» Exercise objective: From the data below, copy out every line in which the word "router" occurs.

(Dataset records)
────

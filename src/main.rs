use site_render::{router, AppState, SiteConfig};
use std::net::SocketAddr;
use tracing::info;
use tracing_subscriber::{fmt, EnvFilter};

#[tokio::main]
async fn main() -> Result<(), Box<dyn std::error::Error>> {
    fmt()
        .with_env_filter(EnvFilter::from_default_env().add_directive("info".parse()?))
        .init();

    let config = SiteConfig::from_env()?;
    let addr = SocketAddr::from(([0, 0, 0, 0], config.port));
    info!(data = ?config.data, new_days = config.recency.window_days, "site configuration loaded");

    let app = router(AppState::new(config));

    info!("listening on http://{addr}");
    let listener = tokio::net::TcpListener::bind(addr).await?;
    axum::serve(listener, app)
        .with_graceful_shutdown(shutdown_signal())
        .await?;

    Ok(())
}

async fn shutdown_signal() {
    if let Err(err) = tokio::signal::ctrl_c().await {
        tracing::error!("failed to listen for shutdown signal: {err}");
    }
    info!("shutting down");
}
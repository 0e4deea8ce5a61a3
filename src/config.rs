use crate::dates::Recency;
use crate::errors::ConfigError;
use std::{env, path::PathBuf};

pub const DEFAULT_PORT: u16 = 8080;
pub const DEFAULT_RESULTS_KEY: &str = "open_team";
pub const DEFAULT_SITE_NAME: &str = "相模原市バドミントン協会";

#[derive(Debug, Clone, PartialEq, Eq)]
pub enum DataLocation {
    Dir(PathBuf),
    Url(String),
}

#[derive(Debug, Clone)]
pub struct SiteConfig {
    pub port: u16,
    pub data: DataLocation,
    pub recency: Recency,
    pub results_key: String,
    pub site_name: String,
}

impl Default for SiteConfig {
    fn default() -> Self {
        Self {
            port: DEFAULT_PORT,
            data: DataLocation::Dir(PathBuf::from("data")),
            recency: Recency::default(),
            results_key: DEFAULT_RESULTS_KEY.to_string(),
            site_name: DEFAULT_SITE_NAME.to_string(),
        }
    }
}

impl SiteConfig {
    pub fn from_env() -> Result<Self, ConfigError> {
        Self::from_lookup(|name| env::var(name).ok())
    }

    pub fn from_lookup(lookup: impl Fn(&str) -> Option<String>) -> Result<Self, ConfigError> {
        let mut config = SiteConfig::default();
        let get = |name: &str| lookup(name).filter(|value| !value.trim().is_empty());

        if let Some(port) = get("PORT").and_then(|value| value.trim().parse::<u16>().ok()) {
            config.port = port;
        }

        if let Some(url) = get("SITE_DATA_URL") {
            let url = url.trim().to_string();
            reqwest::Url::parse(&url).map_err(|_| ConfigError::InvalidUrl(url.clone()))?;
            config.data = DataLocation::Url(url);
        } else if let Some(dir) = get("SITE_DATA_DIR") {
            config.data = DataLocation::Dir(PathBuf::from(dir));
        }

        if let Some(value) = get("SITE_NEW_DAYS") {
            let days = value
                .trim()
                .parse::<u32>()
                .map_err(|_| ConfigError::InvalidNumber {
                    name: "SITE_NEW_DAYS",
                    value: value.clone(),
                })?;
            config.recency = Recency::new(days);
        }

        if let Some(key) = get("SITE_RESULTS_KEY") {
            config.results_key = key.trim().to_string();
        }

        if let Some(name) = get("SITE_NAME") {
            config.site_name = name.trim().to_string();
        }

        Ok(config)
    }
}

#[cfg(test)]
mod tests {
    use super::*;
    use std::collections::HashMap;

    fn lookup(pairs: &[(&str, &str)]) -> impl Fn(&str) -> Option<String> {
        let map: HashMap<String, String> = pairs
            .iter()
            .map(|(k, v)| (k.to_string(), v.to_string()))
            .collect();
        move |name| map.get(name).cloned()
    }

    #[test]
    fn defaults_without_environment() {
        let config = SiteConfig::from_lookup(lookup(&[])).unwrap();
        assert_eq!(config.port, 8080);
        assert_eq!(config.data, DataLocation::Dir(PathBuf::from("data")));
        assert_eq!(config.recency.window_days, 14);
        assert_eq!(config.results_key, "open_team");
    }

    #[test]
    fn url_wins_over_directory() {
        let config = SiteConfig::from_lookup(lookup(&[
            ("SITE_DATA_DIR", "/srv/data"),
            ("SITE_DATA_URL", "https://example.org/site/data/"),
            ("SITE_NEW_DAYS", "0"),
            ("PORT", "not-a-port"),
        ]))
        .unwrap();
        assert_eq!(
            config.data,
            DataLocation::Url("https://example.org/site/data/".to_string())
        );
        assert_eq!(config.recency.window_days, 0);
        assert_eq!(config.port, 8080);
    }

    #[test]
    fn invalid_values_are_rejected() {
        assert!(matches!(
            SiteConfig::from_lookup(lookup(&[("SITE_NEW_DAYS", "-3")])),
            Err(ConfigError::InvalidNumber { .. })
        ));
        assert!(matches!(
            SiteConfig::from_lookup(lookup(&[("SITE_DATA_URL", "not a url")])),
            Err(ConfigError::InvalidUrl(_))
        ));
    }
}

────

» Answer box:
use site_render::{router, AppState, SiteConfig};
    let app = router(AppState::new(config));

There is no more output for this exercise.